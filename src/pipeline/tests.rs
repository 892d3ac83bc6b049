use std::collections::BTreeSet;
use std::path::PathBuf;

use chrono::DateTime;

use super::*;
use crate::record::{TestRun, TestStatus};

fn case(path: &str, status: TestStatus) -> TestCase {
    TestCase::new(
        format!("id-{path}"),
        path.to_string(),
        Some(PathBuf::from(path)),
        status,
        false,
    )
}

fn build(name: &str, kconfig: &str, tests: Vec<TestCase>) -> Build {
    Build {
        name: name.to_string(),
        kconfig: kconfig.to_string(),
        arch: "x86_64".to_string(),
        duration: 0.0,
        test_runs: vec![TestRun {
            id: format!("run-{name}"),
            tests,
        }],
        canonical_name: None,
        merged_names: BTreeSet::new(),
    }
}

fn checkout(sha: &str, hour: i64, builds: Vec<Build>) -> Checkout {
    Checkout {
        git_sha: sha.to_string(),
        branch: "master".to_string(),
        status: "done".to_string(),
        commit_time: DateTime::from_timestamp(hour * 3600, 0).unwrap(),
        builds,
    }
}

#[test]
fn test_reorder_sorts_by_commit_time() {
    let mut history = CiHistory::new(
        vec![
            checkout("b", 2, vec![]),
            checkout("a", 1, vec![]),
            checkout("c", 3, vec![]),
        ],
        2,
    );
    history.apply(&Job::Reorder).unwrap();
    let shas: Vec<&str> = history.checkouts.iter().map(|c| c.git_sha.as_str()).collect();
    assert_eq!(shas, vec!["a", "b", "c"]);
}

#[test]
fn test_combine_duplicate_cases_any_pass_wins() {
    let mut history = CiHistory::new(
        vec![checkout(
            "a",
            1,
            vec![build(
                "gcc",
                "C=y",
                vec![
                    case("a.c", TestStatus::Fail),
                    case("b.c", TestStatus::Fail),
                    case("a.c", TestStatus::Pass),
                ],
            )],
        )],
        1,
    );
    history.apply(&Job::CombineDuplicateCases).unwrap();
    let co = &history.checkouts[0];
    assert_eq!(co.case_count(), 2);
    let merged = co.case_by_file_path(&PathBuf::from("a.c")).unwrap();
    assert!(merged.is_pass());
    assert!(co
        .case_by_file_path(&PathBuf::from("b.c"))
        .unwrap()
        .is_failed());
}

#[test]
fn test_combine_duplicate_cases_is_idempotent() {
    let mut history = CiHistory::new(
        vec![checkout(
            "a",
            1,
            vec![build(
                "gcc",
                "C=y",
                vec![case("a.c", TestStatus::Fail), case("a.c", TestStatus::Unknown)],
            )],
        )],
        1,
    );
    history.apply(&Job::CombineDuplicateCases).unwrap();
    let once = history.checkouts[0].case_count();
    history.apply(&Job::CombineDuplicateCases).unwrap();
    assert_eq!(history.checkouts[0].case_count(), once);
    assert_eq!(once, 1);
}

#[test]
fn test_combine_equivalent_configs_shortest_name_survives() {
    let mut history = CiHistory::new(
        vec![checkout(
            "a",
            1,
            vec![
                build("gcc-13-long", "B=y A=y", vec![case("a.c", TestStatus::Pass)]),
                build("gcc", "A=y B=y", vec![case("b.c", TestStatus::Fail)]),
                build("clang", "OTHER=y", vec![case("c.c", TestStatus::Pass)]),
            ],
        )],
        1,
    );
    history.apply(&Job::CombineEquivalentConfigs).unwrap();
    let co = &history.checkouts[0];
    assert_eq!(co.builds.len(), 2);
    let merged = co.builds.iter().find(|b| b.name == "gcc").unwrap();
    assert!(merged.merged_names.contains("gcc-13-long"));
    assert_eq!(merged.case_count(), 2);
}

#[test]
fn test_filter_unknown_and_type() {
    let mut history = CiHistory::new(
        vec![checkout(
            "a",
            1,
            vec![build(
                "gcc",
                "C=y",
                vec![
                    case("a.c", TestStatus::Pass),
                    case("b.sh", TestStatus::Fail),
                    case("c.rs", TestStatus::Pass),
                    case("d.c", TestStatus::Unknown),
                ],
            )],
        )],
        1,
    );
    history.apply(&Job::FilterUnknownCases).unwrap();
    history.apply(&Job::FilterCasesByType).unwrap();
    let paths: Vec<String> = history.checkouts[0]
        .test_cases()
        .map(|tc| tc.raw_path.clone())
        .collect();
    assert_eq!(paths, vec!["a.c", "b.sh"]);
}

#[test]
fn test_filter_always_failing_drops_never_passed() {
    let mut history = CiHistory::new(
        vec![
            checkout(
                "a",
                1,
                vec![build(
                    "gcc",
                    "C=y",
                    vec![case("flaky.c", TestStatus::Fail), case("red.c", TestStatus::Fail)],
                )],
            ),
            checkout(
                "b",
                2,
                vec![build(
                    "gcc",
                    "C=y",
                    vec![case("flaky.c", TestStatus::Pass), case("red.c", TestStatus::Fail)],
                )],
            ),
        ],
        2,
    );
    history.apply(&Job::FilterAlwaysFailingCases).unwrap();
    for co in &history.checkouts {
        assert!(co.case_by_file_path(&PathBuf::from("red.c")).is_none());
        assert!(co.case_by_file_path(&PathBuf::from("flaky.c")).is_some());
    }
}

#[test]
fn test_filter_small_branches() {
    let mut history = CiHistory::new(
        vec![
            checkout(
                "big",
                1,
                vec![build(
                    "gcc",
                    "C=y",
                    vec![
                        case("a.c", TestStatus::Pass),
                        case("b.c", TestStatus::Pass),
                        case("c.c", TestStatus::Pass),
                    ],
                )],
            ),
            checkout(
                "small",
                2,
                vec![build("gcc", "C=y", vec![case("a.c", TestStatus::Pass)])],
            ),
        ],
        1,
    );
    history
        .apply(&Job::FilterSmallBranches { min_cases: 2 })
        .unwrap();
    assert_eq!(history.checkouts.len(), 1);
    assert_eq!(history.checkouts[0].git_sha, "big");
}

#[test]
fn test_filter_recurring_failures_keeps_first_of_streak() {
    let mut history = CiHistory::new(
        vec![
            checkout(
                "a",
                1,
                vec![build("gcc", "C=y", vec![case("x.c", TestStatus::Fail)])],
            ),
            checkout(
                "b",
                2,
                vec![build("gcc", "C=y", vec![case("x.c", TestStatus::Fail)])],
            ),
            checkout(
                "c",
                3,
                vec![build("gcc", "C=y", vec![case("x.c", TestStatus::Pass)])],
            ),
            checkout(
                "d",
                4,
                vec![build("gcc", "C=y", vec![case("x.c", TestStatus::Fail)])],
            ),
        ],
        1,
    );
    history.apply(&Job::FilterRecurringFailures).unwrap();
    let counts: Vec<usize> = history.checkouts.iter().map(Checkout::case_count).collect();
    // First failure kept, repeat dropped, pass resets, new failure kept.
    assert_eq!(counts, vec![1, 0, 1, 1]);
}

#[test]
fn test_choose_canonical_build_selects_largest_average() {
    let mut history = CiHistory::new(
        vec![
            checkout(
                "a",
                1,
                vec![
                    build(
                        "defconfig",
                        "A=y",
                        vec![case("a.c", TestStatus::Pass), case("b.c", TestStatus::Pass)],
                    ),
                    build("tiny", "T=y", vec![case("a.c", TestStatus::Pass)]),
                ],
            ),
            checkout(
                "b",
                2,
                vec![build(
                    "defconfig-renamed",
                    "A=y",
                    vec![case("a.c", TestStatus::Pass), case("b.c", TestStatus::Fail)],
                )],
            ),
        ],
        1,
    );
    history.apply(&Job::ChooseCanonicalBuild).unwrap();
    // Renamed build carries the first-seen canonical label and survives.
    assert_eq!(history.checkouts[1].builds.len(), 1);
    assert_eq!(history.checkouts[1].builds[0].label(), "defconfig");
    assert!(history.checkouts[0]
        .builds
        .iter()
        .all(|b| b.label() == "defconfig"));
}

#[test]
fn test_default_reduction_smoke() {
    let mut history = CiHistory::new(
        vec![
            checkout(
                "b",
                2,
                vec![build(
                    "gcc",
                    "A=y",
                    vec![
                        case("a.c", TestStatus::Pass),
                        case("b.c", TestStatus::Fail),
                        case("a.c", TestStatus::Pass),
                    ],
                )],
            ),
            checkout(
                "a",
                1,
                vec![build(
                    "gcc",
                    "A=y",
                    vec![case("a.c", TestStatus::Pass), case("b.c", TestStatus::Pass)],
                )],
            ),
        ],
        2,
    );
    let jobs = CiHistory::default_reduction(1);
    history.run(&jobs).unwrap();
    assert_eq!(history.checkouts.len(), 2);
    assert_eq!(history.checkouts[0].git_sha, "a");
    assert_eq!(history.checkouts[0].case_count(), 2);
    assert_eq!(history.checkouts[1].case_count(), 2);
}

===

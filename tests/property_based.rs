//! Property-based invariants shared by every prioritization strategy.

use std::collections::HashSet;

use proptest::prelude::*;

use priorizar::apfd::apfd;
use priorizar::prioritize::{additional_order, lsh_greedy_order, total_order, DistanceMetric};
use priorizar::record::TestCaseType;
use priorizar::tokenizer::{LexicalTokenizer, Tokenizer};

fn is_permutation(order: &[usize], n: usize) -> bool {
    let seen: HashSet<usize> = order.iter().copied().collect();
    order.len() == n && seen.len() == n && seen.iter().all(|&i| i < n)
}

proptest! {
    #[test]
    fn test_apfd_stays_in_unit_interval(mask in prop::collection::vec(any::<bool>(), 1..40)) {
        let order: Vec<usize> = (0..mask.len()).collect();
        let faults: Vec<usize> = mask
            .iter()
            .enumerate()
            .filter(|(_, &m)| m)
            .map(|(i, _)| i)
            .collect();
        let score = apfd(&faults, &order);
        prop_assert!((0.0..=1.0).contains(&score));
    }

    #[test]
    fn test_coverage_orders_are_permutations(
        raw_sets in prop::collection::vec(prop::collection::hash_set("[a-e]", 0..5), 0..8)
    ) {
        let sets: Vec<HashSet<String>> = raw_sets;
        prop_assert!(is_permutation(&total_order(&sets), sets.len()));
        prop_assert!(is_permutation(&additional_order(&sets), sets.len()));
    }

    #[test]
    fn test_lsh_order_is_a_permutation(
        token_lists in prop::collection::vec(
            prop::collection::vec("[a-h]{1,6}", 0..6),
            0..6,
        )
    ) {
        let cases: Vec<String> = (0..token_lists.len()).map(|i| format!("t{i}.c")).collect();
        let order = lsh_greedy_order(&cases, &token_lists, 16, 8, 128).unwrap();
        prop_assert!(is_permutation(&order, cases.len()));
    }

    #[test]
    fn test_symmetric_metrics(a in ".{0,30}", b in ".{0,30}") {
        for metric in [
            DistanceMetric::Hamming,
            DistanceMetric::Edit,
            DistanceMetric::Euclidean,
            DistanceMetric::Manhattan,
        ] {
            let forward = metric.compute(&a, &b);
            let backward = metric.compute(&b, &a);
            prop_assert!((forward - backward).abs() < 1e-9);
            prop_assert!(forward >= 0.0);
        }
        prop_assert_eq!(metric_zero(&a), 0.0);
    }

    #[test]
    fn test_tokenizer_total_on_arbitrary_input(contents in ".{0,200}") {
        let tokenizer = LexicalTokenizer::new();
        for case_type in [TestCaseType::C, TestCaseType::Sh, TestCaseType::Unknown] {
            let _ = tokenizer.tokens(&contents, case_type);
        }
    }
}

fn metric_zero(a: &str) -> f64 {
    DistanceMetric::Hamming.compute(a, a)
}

===

> _What the task asks_: Read the data above. Pull out each line in which the string "TestCaseType" appears.

> _Written answer_:
use priorizar::record::TestCaseType;
        for case_type in [TestCaseType::C, TestCaseType::Sh, TestCaseType::Unknown] {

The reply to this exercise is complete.